II. Ross' Objection to RJM's Bill of Costs
On April 18, 2006, RJM submitted its Bill of Costs in the amount of $1,155.85. [Dkt 66.] Ross objects to two of those cost items: (1) costs for court reporting services provided by Jensen Reporting dated November 3, 2005 in the amount of $534.40 for the deposition of Ross, and (2) costs for reporting services of Pamela Warren on March 31, 2005 in the amount of $88.00 for a transcript of court proceedings on March 24, 2005. (Pl.'s Obj. ¶¶ 3-5.) With respect to the Ross deposition cost, Ross argues that it was not necessary for RJM's bona fide error defense and was not utilized in court filings. ( Id. ¶ 4.) With respect to the transcript of proceedings on March 24, Ross objects to paying $88.00, asserting that she paid only $17.60 for that transcript and the transcript was unnecessary and not used in RJM's pleadings. ( Id. ¶ 5.)

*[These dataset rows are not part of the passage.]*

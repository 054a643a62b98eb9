//! Harness configuration - endpoint list and chain expectations
//!
//! Models the external input a connection is configured from: a named
//! list of endpoints and an optional expected chain id (e.g. a local
//! fork). Nothing in the call layer depends on these values.

use std::fs;
use std::path::PathBuf;

use serde::Deserialize;

use crate::connection::ProviderConfig;

#[derive(Debug, Clone, Deserialize)]
pub struct EndpointEntry {
    pub name: Option<String>,
    pub rpc: Option<String>,
    pub ws: Option<String>,
    pub ipc: Option<String>,
}

#[derive(Debug, Clone, Default, Deserialize)]
pub struct Config {
    #[serde(default)]
    pub endpoints: Vec<EndpointEntry>,

    /// Chain id the caller expects the endpoint to report, if any
    pub chain_id: Option<u64>,
}

impl Config {
    /// Turn the configured entries into connection configurations,
    /// deduplicated in order, falling back to the local default node
    pub fn provider_configs(&self) -> Vec<ProviderConfig> {
        use std::collections::BTreeSet;

        let mut configs = Vec::new();
        let mut seen = BTreeSet::<String>::new();

        let mut push = |configs: &mut Vec<ProviderConfig>, config: ProviderConfig| {
            let key = config.display().to_lowercase();
            if seen.insert(key) {
                configs.push(config);
            }
        };

        for entry in &self.endpoints {
            if let Some(rpc) = entry.rpc.as_deref().map(str::trim).filter(|s| !s.is_empty()) {
                push(&mut configs, ProviderConfig::Http(normalize_http_endpoint(rpc)));
                continue;
            }
            if let Some(ws) = entry.ws.as_deref().map(str::trim).filter(|s| !s.is_empty()) {
                push(&mut configs, ProviderConfig::WebSocket(normalize_ws_endpoint(ws)));
                continue;
            }
            if let Some(ipc) = entry.ipc.as_deref().map(str::trim).filter(|s| !s.is_empty()) {
                #[cfg(unix)]
                if let Some(path) = expand_path(ipc) {
                    push(&mut configs, ProviderConfig::Ipc(path));
                }
                #[cfg(not(unix))]
                let _ = ipc;
            }
        }

        if configs.is_empty() {
            configs.push(ProviderConfig::Http(normalize_http_endpoint(
                "localhost:8545",
            )));
        }

        configs
    }
}

/// Load configuration, falling back to defaults if no file is present
/// or the file does not parse
pub fn load() -> Config {
    let Some(path) = config_path() else {
        return Config::default();
    };
    let content = match fs::read_to_string(&path) {
        Ok(content) => content,
        Err(_) => return Config::default(),
    };
    toml::from_str::<Config>(&content).unwrap_or_default()
}

pub fn config_path() -> Option<PathBuf> {
    if let Some(path) = std::env::var_os("CONDUIT_CONFIG").map(PathBuf::from) {
        return Some(path);
    }
    if let Some(xdg) = std::env::var_os("XDG_CONFIG_HOME").map(PathBuf::from) {
        return Some(xdg.join("conduit").join("config.toml"));
    }
    if let Some(home) = std::env::var_os("HOME").map(PathBuf::from) {
        return Some(home.join(".config").join("conduit").join("config.toml"));
    }

    directories::ProjectDirs::from("io", "conduit", "conduit")
        .map(|dirs| dirs.config_dir().join("config.toml"))
}

fn normalize_http_endpoint(endpoint: &str) -> String {
    let trimmed = endpoint.trim();
    if trimmed.starts_with("http://") || trimmed.starts_with("https://") {
        trimmed.to_string()
    } else {
        format!("http://{}", trimmed)
    }
}

fn normalize_ws_endpoint(endpoint: &str) -> String {
    let trimmed = endpoint.trim();
    if trimmed.starts_with("ws://") || trimmed.starts_with("wss://") {
        trimmed.to_string()
    } else {
        format!("ws://{}", trimmed)
    }
}

#[cfg(unix)]
fn expand_path(path: &str) -> Option<PathBuf> {
    let trimmed = path.trim();
    if trimmed.is_empty() {
        return None;
    }

    if let Some(rest) = trimmed.strip_prefix("~/") {
        if let Some(home) = std::env::var_os("HOME").map(PathBuf::from) {
            return Some(home.join(rest));
        }
    }

    let mut buf = PathBuf::from(trimmed);
    if buf.is_relative() {
        if let Ok(cwd) = std::env::current_dir() {
            buf = cwd.join(buf);
        }
    }
    Some(buf)
}

#[cfg(test)]
mod tests {
    use super::*;

    #[test]
    fn test_parse_config() {
        let config: Config = toml::from_str(
            r#"
            chain_id = 1337

            [[endpoints]]
            name = "fork"
            rpc = "localhost:8545"

            [[endpoints]]
            name = "live"
            ws = "ws://localhost:8546"
            "#,
        )
        .unwrap();

        assert_eq!(config.chain_id, Some(1337));
        assert_eq!(config.endpoints.len(), 2);
        assert_eq!(config.endpoints[0].name.as_deref(), Some("fork"));
    }

    #[test]
    fn test_provider_configs_normalize_and_dedupe() {
        let config: Config = toml::from_str(
            r#"
            [[endpoints]]
            rpc = "localhost:8545"

            [[endpoints]]
            rpc = "http://localhost:8545"

            [[endpoints]]
            ws = "localhost:8546"
            "#,
        )
        .unwrap();

        let configs = config.provider_configs();
        assert_eq!(configs.len(), 2);
        assert_eq!(configs[0].display(), "http://localhost:8545");
        assert_eq!(configs[1].display(), "ws://localhost:8546");
    }

    #[test]
    fn test_empty_config_falls_back_to_local() {
        let configs = Config::default().provider_configs();
        assert_eq!(configs.len(), 1);
        assert_eq!(configs[0].display(), "http://localhost:8545");
    }
}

"Costs are recoverable if they are authorized by the statute and are both reasonable and necessary to the litigation." Petersen v. Gibson, et al., 2005 U.S. Dist. LEXIS 21364 at *17 (N.D. Ill. Sept. 27, 2005) (citing Cefalu v. Village of Elk Grove, 211 F.3d 416, 427 (7th Cir. 2000)). Section 1920(2) permits costs to be paid to a prevailing party for fees of the court reporter for all or any part of the stenographic transcript necessarily obtained for use in the case. The determination of necessity "must be made in light of the facts known at the time of the deposition, without regard to intervening developments that render the deposition unneeded for further use." Mother and Father, et al. v. Cassidy, et al., 338 F.3d 704, 712 (7th Cir. 2003). So long as depositions are not frivolous, they are a legitimate cost even if they are not used in the proceedings. Illinois v. Sangamo Construction Co., 657 F.2d 855, 867 (7th Cir. 1981). The Court concludes that both of those costs satisfy the definition of necessity in this case, and RJM is entitled to recover its costs for those services. Ross' objection to the Bill of Costs is denied.
CONCLUSION
RJM has not demonstrated that Ross' attorneys' actions rise to the level of warranting § 1927 sanctions, or that it is entitled to fees and costs under § 1692k(a)(3). Thus, RJM's motion for sanctions is denied. Ross' objection to RJM's Bill of Costs is likewise denied, resulting in an award of costs to RJM in the amount of $1,155.85 to be taxed by the Clerk of Court against Ross. Ross' motion to strike is granted.